First of all, this isn't in the style of Jane Eyre. Modernist writing can be very, very challenging. This book and "To the Lighthouse" are in the same class with James Joyce and William Faulkner. These authors require interaction with the reader.

If you are willing to 'work' with the author and pay attention to the writing, you will be rewarded with a life-long impact that will make much other writing seem vapid.

There are two ways to approach this book. One, search online for notes and commentary and prepare yourself for the journey. If you understand where the book is going, you will greatly enjoy the journey. Woolf intentionally rations information which can make the book very hard to follow. But as in life, if you know a person, you can follow their thoughts with fewer words because you understand that person.

The book is much like a conversation we have in our heads. It's not made of fully complete thoughts and is distracted by other thoughts. And the book takes place in a very narrow slice of time---a single day but with references to times past. Hang on tight!

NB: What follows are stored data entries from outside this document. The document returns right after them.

mod mutex;
mod snowflake;
mod status;
#[cfg(test)]
mod tests;

pub(crate) use mutex::lock;
pub use mutex::*;
pub use snowflake::*;
pub use status::*;
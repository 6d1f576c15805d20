use tracing_subscriber::{EnvFilter, layer::SubscriberExt, util::SubscriberInitExt};

/// Installs the global `tracing` subscriber.
///
/// Logs go to stderr so stdout stays clean for minted IDs. The filter
/// defaults to `info` and can be overridden with `RUST_LOG` (e.g.
/// `RUST_LOG=snowmint=trace` to see per-call spans).
pub fn init_telemetry(json: bool) -> anyhow::Result<()> {
    let filter = EnvFilter::try_from_default_env().unwrap_or_else(|_| "info".into());
    let registry = tracing_subscriber::registry().with(filter);

    if json {
        registry
            .with(
                tracing_subscriber::fmt::layer()
                    .json()
                    .with_thread_ids(true)
                    .with_target(false)
                    .with_writer(std::io::stderr),
            )
            .try_init()?;
    } else {
        registry
            .with(
                tracing_subscriber::fmt::layer()
                    .with_thread_ids(true)
                    .with_line_number(true)
                    .with_target(false)
                    .with_writer(std::io::stderr),
            )
            .try_init()?;
    }

    Ok(())
}
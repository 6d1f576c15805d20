use core::fmt;

use crate::error::{Error, Result};

/// Largest datacenter ID that fits the 5-bit datacenter field.
pub const MAX_DATACENTER_ID: u8 = (1 << 5) - 1;

/// Largest worker ID that fits the 5-bit worker field.
pub const MAX_WORKER_ID: u8 = (1 << 5) - 1;

/// The `(datacenter, worker)` pair identifying which generator issued an ID.
///
/// A `NodeId` is always in range once constructed, so it doubles as the
/// registry key for per-node generators.
///
/// # Example
/// ```
/// use snowmint::id::NodeId;
///
/// let node = NodeId::new(1, 7).unwrap();
/// assert_eq!(node.datacenter_id(), 1);
/// assert_eq!(node.worker_id(), 7);
/// assert_eq!(node.to_string(), "1-7");
///
/// assert!(NodeId::new(32, 0).is_err());
/// assert!(NodeId::try_from((-1, 0)).is_err());
/// ```
#[derive(Copy, Clone, Debug, PartialEq, Eq, PartialOrd, Ord, Hash)]
pub struct NodeId {
    datacenter_id: u8,
    worker_id: u8,
}

impl NodeId {
    /// Validates and builds a node identity.
    ///
    /// # Errors
    ///
    /// Returns [`Error::InvalidIdentity`] if either value exceeds 31.
    pub fn new(datacenter_id: u8, worker_id: u8) -> Result<Self> {
        if datacenter_id > MAX_DATACENTER_ID || worker_id > MAX_WORKER_ID {
            return Err(Error::InvalidIdentity {
                datacenter_id: i64::from(datacenter_id),
                worker_id: i64::from(worker_id),
            });
        }
        Ok(Self {
            datacenter_id,
            worker_id,
        })
    }

    /// Builds a node identity from values already known to fit 5 bits.
    pub(crate) const fn from_masked(datacenter_id: u8, worker_id: u8) -> Self {
        Self {
            datacenter_id: datacenter_id & MAX_DATACENTER_ID,
            worker_id: worker_id & MAX_WORKER_ID,
        }
    }

    pub const fn datacenter_id(&self) -> u8 {
        self.datacenter_id
    }

    pub const fn worker_id(&self) -> u8 {
        self.worker_id
    }
}

/// Accepts signed configuration input, rejecting negatives as well as values
/// above 31.
impl TryFrom<(i64, i64)> for NodeId {
    type Error = Error;

    fn try_from((datacenter_id, worker_id): (i64, i64)) -> Result<Self> {
        let invalid = || Error::InvalidIdentity {
            datacenter_id,
            worker_id,
        };
        let dc = u8::try_from(datacenter_id).map_err(|_| invalid())?;
        let worker = u8::try_from(worker_id).map_err(|_| invalid())?;
        Self::new(dc, worker).map_err(|_| invalid())
    }
}

impl fmt::Display for NodeId {
    fn fmt(&self, f: &mut fmt::Formatter<'_>) -> fmt::Result {
        write!(f, "{}-{}", self.datacenter_id, self.worker_id)
    }
}
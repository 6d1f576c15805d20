use std::time::{Duration, SystemTime, UNIX_EPOCH};

use anyhow::{Context, bail};
use clap::{Parser, Subcommand};
use snowmint::{DEFAULT_EPOCH, NodeId};

/// Runtime configuration for the `snowmint` binary.
///
/// Node identity and epoch are deployment settings: every process minting IDs
/// must run with a distinct `(datacenter, worker)` pair and the same epoch.
/// All values are parsed from CLI arguments or environment variables (a
/// `.env` file is loaded first).
#[derive(Parser, Debug, Clone)]
#[command(
    name = "snowmint",
    version,
    about = "Mint and decode Snowflake-style 64-bit IDs"
)]
pub struct CliArgs {
    /// Datacenter ID encoded into minted IDs (0-31).
    ///
    /// Environment variable: `SNOWMINT_DATACENTER_ID`
    #[arg(long, short = 'd', env = "SNOWMINT_DATACENTER_ID", default_value_t = 0, allow_negative_numbers = true)]
    pub datacenter_id: i64,

    /// Worker ID encoded into minted IDs (0-31).
    ///
    /// Environment variable: `SNOWMINT_WORKER_ID`
    #[arg(long, short = 'w', env = "SNOWMINT_WORKER_ID", default_value_t = 0, allow_negative_numbers = true)]
    pub worker_id: i64,

    /// Origin of the timestamp field, in milliseconds since the Unix epoch.
    ///
    /// Must match across every node sharing an ID space and must never change
    /// once IDs have been issued.
    ///
    /// Environment variable: `SNOWMINT_EPOCH_MS`
    #[arg(long, env = "SNOWMINT_EPOCH_MS", default_value_t = DEFAULT_EPOCH.as_millis() as u64)]
    pub epoch_ms: u64,

    /// Emit logs as JSON instead of human-readable text.
    ///
    /// Environment variable: `SNOWMINT_LOG_JSON`
    #[arg(long, env = "SNOWMINT_LOG_JSON", default_value_t = false)]
    pub log_json: bool,

    #[command(subcommand)]
    pub command: Command,
}

#[derive(Subcommand, Debug, Clone, PartialEq, Eq)]
pub enum Command {
    /// Mint IDs for the configured node, one per line.
    Mint {
        /// Number of IDs to mint.
        #[arg(long, short = 'n', default_value_t = 1)]
        count: usize,

        /// Print IDs zero-padded to 20 digits so they sort as strings.
        #[arg(long, default_value_t = false)]
        padded: bool,
    },
    /// Print the fields packed into each ID.
    Decode {
        /// Decimal IDs to decode.
        #[arg(required = true)]
        ids: Vec<String>,
    },
}

#[derive(Debug, Clone)]
pub struct Config {
    pub node: NodeId,
    pub epoch: Duration,
    pub log_json: bool,
    pub command: Command,
}

impl TryFrom<CliArgs> for Config {
    type Error = anyhow::Error;

    fn try_from(args: CliArgs) -> Result<Self, Self::Error> {
        let node = NodeId::try_from((args.datacenter_id, args.worker_id))
            .context("SNOWMINT_DATACENTER_ID and SNOWMINT_WORKER_ID must be within 0..=31")?;

        let now_ms = SystemTime::now()
            .duration_since(UNIX_EPOCH)
            .context("system clock is before 1970")?
            .as_millis() as u64;
        if args.epoch_ms > now_ms {
            bail!(
                "SNOWMINT_EPOCH_MS ({}) is in the future (now = {})",
                args.epoch_ms,
                now_ms
            );
        }

        if let Command::Mint { count: 0, .. } = args.command {
            bail!("--count must be greater than 0");
        }

        Ok(Self {
            node,
            epoch: Duration::from_millis(args.epoch_ms),
            log_json: args.log_json,
            command: args.command,
        })
    }
}
use crate::id::SnowflakeId;

/// Represents the result of a single non-blocking attempt to mint an ID.
///
/// - [`Poll::Ready`] indicates a new ID was successfully generated.
/// - [`Poll::Pending`] means all 4096 sequence values of the current
///   millisecond are spent and the caller should wait `yield_for`
///   milliseconds before polling again.
///
/// This allows non-blocking generation loops and clean backoff strategies.
///
/// # Example
///
/// ```
/// use snowmint::{
///     generator::{Poll, SnowflakeGenerator},
///     id::NodeId,
///     time::{DEFAULT_EPOCH, TimeSource},
/// };
///
/// struct FixedTime;
/// impl TimeSource for FixedTime {
///     fn current_millis(&self) -> u64 {
///         DEFAULT_EPOCH.as_millis() as u64 + 1
///     }
/// }
///
/// let generator = SnowflakeGenerator::with_time(NodeId::new(0, 1).unwrap(), DEFAULT_EPOCH, FixedTime);
/// match generator.poll_id().unwrap() {
///     Poll::Ready { id } => println!("ID: {id}"),
///     Poll::Pending { yield_for } => println!("Back off for {yield_for}ms"),
/// }
/// ```
#[derive(Debug, Clone, Copy, PartialEq, Eq)]
pub enum Poll {
    /// A unique ID was generated and is ready to use.
    Ready {
        /// The generated ID.
        id: SnowflakeId,
    },
    /// The sequence is exhausted for the current millisecond.
    Pending {
        /// Milliseconds to wait before polling again.
        yield_for: u64,
    },
}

Sit quietly and think. Pay attention to how your mind will burst forth with fragments of ideas, odd images and unrelated fragments. This how our brains work and what the modernists were exploring.

The other approach is to go through the book twice, unprepared. You'll have to go through the book more than once anyway. I listened to the same 30 minutes sometimes 5 or more times. Move ahead. Go back again!

Now, if you are willing to do this, a treasure awaits you. If not, this book will be a horrible drudge.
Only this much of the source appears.